◆ **Your task**
Among the lines below, a stretch begins at the one with "let arguments = match" and ends at the one with "let text = serde_json::to_string(&result)". Repeat that stretch exactly, ends included.

◆ **Dataset entries**
# # # # # # #
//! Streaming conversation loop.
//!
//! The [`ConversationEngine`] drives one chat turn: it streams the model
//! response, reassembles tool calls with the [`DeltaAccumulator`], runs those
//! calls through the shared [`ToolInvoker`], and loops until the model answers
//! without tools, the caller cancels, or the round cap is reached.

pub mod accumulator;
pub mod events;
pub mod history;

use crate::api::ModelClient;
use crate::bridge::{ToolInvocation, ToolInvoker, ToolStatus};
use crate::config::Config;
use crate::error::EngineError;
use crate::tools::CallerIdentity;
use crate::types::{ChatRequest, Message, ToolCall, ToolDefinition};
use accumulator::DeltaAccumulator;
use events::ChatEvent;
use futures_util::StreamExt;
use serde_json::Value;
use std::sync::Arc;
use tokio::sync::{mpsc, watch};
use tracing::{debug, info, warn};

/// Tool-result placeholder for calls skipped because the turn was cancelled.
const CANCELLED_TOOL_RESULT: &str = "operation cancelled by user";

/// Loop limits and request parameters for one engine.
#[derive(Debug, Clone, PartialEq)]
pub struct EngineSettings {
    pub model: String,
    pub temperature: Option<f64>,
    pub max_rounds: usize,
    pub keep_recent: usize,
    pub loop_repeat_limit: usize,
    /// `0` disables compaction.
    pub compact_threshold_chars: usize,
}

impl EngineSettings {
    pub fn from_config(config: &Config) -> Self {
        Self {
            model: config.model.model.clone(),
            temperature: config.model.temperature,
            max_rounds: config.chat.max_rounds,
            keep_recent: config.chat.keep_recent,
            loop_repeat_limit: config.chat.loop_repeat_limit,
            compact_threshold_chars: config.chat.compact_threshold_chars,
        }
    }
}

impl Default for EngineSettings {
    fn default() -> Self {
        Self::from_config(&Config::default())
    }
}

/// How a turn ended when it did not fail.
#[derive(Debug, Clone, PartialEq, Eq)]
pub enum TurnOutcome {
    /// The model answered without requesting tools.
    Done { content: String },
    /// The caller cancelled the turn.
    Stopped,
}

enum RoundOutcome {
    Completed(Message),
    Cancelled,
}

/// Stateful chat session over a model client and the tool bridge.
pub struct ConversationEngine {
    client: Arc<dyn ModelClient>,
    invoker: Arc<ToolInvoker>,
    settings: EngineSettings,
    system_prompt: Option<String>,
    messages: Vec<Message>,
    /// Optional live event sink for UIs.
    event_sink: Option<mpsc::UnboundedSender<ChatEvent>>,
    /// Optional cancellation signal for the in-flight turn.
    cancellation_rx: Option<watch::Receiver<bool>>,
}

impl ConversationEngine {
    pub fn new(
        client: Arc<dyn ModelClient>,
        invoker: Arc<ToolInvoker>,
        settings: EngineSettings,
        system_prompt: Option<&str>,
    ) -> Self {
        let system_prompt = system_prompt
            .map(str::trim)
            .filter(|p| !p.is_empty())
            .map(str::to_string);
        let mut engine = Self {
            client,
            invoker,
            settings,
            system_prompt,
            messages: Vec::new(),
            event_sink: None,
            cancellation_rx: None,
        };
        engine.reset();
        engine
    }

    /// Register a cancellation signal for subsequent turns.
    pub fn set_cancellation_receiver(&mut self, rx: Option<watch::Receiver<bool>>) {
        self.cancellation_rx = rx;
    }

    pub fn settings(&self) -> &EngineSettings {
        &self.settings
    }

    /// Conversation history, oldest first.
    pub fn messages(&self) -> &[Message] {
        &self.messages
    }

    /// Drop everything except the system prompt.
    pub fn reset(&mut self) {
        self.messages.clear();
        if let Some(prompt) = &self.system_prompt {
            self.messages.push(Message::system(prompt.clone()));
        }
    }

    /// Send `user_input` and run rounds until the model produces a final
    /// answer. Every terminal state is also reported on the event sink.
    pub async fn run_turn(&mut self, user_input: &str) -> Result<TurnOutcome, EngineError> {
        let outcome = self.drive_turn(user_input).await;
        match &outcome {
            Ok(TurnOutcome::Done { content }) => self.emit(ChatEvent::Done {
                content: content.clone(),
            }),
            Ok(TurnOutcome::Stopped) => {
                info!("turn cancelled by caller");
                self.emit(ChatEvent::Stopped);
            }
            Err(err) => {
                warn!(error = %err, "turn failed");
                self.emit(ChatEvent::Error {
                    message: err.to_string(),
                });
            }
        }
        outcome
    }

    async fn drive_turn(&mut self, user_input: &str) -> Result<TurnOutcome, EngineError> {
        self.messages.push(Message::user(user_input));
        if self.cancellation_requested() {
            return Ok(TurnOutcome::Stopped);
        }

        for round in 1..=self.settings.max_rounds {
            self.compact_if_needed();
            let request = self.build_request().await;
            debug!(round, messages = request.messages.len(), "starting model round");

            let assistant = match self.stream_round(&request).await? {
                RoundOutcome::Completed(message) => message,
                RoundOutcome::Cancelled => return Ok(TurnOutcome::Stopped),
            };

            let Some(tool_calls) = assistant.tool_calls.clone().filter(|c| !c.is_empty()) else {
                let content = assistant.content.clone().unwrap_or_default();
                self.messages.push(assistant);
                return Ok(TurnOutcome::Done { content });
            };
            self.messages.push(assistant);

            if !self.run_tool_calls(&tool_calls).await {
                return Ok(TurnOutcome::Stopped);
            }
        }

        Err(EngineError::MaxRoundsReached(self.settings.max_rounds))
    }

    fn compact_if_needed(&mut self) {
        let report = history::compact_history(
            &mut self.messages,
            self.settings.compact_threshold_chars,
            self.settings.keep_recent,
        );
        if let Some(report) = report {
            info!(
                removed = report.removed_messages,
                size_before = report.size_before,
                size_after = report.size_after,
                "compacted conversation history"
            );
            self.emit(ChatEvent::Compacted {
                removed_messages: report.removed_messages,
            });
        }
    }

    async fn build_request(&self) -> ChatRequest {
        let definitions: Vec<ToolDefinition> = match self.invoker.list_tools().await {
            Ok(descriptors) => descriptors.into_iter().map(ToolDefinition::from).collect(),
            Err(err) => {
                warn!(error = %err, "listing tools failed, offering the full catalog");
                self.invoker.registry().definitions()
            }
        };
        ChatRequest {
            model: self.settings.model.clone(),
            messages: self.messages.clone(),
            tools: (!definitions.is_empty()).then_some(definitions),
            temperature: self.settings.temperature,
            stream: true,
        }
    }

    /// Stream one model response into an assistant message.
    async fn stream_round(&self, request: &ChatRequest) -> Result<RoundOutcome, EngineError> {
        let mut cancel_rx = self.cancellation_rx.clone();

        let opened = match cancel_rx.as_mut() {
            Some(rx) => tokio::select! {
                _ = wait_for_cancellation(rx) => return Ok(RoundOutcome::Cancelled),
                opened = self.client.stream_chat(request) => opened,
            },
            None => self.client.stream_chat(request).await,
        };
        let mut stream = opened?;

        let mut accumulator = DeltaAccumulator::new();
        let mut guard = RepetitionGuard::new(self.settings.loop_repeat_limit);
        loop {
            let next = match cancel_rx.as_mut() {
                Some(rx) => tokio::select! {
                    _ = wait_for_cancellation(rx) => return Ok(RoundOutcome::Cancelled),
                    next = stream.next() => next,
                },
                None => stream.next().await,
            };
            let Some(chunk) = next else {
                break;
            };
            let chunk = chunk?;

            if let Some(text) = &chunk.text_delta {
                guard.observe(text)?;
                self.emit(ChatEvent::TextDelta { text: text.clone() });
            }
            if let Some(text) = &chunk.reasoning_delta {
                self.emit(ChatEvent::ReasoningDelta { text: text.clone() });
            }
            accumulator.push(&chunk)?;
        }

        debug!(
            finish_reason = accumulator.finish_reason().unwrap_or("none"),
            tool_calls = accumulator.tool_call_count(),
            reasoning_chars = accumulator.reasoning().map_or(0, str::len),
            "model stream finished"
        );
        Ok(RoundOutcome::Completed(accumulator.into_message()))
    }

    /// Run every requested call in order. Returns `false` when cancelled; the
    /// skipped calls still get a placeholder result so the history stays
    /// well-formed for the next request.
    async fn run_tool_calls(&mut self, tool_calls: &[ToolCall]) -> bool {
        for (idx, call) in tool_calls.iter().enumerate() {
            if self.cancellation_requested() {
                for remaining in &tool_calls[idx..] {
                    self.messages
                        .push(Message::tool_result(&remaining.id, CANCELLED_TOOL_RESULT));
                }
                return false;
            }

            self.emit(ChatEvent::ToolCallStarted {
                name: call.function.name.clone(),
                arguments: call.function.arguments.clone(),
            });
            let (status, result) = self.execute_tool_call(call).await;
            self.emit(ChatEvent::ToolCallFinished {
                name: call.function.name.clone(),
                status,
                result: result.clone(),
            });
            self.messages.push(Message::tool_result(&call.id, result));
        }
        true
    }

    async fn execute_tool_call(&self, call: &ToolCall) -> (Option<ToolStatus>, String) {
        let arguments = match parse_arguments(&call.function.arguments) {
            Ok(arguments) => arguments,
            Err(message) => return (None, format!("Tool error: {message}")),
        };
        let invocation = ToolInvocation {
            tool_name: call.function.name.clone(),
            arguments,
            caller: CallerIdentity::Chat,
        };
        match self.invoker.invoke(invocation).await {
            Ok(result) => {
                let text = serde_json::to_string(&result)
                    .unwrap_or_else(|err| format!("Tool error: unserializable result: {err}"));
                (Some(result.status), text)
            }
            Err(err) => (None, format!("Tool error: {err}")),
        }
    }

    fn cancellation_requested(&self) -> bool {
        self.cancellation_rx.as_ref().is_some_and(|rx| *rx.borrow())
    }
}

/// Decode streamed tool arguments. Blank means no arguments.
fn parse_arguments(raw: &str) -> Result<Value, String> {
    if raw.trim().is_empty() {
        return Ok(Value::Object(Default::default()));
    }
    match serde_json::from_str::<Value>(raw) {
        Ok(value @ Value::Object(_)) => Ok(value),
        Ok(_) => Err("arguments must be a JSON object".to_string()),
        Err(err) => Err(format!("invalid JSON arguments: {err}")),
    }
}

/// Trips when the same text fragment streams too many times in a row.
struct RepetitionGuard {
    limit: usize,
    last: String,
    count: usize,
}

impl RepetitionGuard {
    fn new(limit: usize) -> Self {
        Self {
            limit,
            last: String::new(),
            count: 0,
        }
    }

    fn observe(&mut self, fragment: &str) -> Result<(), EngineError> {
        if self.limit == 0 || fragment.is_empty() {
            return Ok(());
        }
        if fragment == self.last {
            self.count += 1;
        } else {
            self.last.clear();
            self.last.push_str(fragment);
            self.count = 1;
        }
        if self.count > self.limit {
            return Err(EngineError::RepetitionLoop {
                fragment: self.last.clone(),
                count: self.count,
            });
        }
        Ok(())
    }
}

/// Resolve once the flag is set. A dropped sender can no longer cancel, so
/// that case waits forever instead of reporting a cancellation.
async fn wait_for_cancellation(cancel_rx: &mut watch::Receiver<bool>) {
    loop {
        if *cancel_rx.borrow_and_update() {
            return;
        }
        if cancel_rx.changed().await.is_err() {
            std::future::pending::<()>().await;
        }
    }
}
# # # # # # #
◆ **Reply to the exercise**
        let arguments = match parse_arguments(&call.function.arguments) {
            Ok(arguments) => arguments,
            Err(message) => return (None, format!("Tool error: {message}")),
        };
        let invocation = ToolInvocation {
            tool_name: call.function.name.clone(),
            arguments,
            caller: CallerIdentity::Chat,
        };
        match self.invoker.invoke(invocation).await {
            Ok(result) => {
                let text = serde_json::to_string(&result)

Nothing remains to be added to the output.